▸ Task brief: Wherever "ConfigError" occurs in the entries, copy the line that holds it.

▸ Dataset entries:
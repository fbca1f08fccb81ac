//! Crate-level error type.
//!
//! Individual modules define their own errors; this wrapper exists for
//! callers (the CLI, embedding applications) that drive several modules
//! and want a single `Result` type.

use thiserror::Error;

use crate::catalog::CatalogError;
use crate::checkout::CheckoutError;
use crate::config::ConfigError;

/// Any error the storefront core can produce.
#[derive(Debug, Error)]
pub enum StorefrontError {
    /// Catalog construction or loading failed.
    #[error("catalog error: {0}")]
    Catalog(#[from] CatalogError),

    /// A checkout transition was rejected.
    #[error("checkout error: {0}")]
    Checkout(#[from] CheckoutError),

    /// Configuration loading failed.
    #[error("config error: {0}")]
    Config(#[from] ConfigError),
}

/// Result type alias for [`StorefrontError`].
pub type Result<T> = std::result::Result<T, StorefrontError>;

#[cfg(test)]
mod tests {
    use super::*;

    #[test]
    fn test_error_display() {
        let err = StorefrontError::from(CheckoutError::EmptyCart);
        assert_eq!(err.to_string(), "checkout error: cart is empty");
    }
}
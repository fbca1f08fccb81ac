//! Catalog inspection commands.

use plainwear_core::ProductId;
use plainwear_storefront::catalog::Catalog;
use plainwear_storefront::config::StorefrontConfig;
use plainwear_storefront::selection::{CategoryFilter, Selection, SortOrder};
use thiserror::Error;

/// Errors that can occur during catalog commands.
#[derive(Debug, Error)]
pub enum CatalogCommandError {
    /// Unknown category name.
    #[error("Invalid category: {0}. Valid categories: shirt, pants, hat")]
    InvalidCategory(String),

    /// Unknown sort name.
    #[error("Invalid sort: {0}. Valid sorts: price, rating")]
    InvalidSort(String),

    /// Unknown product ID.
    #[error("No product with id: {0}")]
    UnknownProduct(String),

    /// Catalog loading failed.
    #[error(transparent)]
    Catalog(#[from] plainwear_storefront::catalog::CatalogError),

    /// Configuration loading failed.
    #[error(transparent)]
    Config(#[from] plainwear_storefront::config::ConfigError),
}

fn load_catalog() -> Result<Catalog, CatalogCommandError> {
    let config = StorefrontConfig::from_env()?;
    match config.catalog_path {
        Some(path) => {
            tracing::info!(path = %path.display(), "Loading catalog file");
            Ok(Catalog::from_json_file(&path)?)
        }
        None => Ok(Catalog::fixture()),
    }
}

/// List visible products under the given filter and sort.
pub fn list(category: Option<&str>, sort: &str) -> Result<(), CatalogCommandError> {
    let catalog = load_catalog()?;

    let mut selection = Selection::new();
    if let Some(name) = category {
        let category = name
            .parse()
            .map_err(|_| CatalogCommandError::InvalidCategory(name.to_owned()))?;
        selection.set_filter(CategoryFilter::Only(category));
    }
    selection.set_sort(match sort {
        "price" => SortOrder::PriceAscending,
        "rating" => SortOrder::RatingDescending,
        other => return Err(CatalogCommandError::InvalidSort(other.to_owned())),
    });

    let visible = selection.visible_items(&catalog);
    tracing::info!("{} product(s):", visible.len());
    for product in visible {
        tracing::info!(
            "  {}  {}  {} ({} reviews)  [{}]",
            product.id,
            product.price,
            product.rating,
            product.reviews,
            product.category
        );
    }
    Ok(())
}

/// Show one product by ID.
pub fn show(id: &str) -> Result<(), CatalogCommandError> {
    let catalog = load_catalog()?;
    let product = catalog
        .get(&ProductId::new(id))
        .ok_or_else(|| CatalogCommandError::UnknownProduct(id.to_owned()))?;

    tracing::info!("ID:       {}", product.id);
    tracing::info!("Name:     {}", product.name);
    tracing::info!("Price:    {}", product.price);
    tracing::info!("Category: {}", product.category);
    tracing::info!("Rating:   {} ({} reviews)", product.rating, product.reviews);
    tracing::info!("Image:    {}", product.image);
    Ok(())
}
--
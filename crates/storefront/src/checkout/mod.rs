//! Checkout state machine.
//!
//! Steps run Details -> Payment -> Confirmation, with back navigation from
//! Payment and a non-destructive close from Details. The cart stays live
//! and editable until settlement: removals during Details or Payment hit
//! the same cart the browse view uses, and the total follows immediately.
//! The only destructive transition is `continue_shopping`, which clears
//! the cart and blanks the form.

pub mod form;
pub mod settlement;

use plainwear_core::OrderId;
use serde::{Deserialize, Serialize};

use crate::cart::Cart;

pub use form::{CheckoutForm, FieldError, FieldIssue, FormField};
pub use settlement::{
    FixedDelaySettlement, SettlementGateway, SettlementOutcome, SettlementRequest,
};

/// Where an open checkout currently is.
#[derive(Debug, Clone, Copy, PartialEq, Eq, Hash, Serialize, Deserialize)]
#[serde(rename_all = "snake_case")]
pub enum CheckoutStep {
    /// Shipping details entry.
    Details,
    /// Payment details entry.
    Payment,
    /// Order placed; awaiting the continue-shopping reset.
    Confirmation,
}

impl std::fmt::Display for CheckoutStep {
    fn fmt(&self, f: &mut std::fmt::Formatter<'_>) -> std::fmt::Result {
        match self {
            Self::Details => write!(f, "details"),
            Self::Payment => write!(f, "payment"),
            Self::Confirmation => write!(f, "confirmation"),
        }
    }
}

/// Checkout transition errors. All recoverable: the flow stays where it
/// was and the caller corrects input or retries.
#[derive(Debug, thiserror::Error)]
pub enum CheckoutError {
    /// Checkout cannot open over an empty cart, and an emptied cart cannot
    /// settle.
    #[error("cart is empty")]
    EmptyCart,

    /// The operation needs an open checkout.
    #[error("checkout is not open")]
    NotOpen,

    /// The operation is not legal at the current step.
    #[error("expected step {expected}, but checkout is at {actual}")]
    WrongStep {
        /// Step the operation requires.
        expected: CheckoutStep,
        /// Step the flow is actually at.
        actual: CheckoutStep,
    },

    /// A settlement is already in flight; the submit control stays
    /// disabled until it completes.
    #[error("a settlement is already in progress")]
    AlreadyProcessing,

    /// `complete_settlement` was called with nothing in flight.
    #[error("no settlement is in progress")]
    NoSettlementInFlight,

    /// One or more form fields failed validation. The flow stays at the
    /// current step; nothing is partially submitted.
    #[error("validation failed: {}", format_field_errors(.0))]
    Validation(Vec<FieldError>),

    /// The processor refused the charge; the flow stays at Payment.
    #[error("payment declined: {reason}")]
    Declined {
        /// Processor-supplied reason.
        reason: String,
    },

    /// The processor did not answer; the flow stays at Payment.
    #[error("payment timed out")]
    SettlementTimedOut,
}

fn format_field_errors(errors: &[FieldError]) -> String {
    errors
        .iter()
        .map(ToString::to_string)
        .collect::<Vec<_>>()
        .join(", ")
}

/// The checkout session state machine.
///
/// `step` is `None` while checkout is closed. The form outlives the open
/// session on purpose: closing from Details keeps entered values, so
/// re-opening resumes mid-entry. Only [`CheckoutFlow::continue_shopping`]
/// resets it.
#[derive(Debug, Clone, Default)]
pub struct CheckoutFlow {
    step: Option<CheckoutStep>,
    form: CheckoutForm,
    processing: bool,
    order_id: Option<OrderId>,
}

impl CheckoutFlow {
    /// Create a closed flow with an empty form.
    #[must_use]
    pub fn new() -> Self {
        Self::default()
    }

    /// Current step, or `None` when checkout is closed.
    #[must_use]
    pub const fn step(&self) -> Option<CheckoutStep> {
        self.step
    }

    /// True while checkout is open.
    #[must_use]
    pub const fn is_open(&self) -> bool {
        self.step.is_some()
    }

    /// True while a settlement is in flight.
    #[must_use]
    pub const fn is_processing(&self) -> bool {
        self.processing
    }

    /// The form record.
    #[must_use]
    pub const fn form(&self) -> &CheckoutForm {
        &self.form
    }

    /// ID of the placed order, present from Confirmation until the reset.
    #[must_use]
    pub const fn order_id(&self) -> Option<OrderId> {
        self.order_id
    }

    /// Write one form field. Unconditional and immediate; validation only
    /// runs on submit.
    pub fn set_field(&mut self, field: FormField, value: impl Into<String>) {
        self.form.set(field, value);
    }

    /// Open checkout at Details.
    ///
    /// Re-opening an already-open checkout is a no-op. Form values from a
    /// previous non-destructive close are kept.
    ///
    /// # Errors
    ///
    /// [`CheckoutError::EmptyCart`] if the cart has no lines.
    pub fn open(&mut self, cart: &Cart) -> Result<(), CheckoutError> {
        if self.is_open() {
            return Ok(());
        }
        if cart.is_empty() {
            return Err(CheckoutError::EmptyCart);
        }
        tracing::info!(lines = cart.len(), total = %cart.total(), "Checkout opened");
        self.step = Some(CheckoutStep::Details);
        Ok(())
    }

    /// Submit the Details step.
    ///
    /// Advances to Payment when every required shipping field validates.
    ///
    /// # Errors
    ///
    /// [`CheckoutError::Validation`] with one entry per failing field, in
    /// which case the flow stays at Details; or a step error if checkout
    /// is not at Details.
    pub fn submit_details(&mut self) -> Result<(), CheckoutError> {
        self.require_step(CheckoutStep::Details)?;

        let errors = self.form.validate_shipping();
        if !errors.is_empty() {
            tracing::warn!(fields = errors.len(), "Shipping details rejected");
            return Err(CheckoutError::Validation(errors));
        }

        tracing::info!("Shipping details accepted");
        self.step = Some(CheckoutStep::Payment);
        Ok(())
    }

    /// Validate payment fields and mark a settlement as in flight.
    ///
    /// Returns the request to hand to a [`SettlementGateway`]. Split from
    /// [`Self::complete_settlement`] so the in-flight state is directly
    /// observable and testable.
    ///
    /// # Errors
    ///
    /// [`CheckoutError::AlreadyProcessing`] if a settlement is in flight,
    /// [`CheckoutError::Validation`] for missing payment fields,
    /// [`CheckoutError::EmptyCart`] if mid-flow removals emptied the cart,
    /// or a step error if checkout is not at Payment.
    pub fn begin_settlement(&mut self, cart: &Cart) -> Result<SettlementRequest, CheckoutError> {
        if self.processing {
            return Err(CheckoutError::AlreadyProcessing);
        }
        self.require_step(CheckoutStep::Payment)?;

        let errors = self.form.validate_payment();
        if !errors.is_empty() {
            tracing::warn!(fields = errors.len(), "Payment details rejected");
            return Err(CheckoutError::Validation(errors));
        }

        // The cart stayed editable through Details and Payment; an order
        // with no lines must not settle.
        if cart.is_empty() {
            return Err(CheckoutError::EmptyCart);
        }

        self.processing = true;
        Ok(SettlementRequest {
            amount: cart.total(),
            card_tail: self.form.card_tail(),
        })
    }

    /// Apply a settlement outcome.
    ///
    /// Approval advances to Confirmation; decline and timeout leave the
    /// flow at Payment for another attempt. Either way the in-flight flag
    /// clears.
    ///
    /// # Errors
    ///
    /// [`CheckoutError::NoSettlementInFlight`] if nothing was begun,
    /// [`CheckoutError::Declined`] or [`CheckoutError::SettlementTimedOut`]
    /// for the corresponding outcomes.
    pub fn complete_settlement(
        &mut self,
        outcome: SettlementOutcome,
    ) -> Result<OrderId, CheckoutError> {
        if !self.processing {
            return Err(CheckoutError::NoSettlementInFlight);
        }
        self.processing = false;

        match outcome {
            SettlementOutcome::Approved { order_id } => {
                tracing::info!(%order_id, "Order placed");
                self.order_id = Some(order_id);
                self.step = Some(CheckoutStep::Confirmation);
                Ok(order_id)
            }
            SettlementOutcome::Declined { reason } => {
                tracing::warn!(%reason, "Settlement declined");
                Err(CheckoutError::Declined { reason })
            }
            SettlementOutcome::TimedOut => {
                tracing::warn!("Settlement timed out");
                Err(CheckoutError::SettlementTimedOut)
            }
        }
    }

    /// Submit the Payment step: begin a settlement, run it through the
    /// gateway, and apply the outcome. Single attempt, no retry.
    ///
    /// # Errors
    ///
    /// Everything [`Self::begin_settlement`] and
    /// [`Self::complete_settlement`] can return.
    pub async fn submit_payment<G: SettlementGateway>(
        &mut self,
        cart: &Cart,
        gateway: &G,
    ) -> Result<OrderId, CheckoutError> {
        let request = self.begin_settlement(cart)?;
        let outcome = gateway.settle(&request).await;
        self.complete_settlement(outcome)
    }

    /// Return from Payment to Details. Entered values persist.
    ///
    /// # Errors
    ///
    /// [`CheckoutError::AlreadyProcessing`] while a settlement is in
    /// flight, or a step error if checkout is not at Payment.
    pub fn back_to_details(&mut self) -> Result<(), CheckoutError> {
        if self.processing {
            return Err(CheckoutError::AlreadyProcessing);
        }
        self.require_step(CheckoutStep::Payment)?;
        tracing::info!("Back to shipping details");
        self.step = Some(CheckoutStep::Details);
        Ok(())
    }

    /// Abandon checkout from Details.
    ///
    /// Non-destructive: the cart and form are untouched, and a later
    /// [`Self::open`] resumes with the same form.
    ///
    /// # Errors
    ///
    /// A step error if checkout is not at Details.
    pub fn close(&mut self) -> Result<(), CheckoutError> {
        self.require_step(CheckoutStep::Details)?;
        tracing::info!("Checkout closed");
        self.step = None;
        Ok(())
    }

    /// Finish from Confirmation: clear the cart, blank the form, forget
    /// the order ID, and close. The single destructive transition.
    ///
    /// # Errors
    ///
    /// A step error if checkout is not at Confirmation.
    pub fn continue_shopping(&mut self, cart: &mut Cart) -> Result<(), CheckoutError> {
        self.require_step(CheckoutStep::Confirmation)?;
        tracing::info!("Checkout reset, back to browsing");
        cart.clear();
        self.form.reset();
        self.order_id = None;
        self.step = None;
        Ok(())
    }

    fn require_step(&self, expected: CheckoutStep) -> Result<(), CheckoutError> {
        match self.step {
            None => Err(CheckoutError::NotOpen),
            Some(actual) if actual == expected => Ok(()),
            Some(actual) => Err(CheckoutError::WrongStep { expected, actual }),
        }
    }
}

▸ Expected answer:
use crate::config::ConfigError;
    Config(#[from] ConfigError),
    Config(#[from] plainwear_storefront::config::ConfigError),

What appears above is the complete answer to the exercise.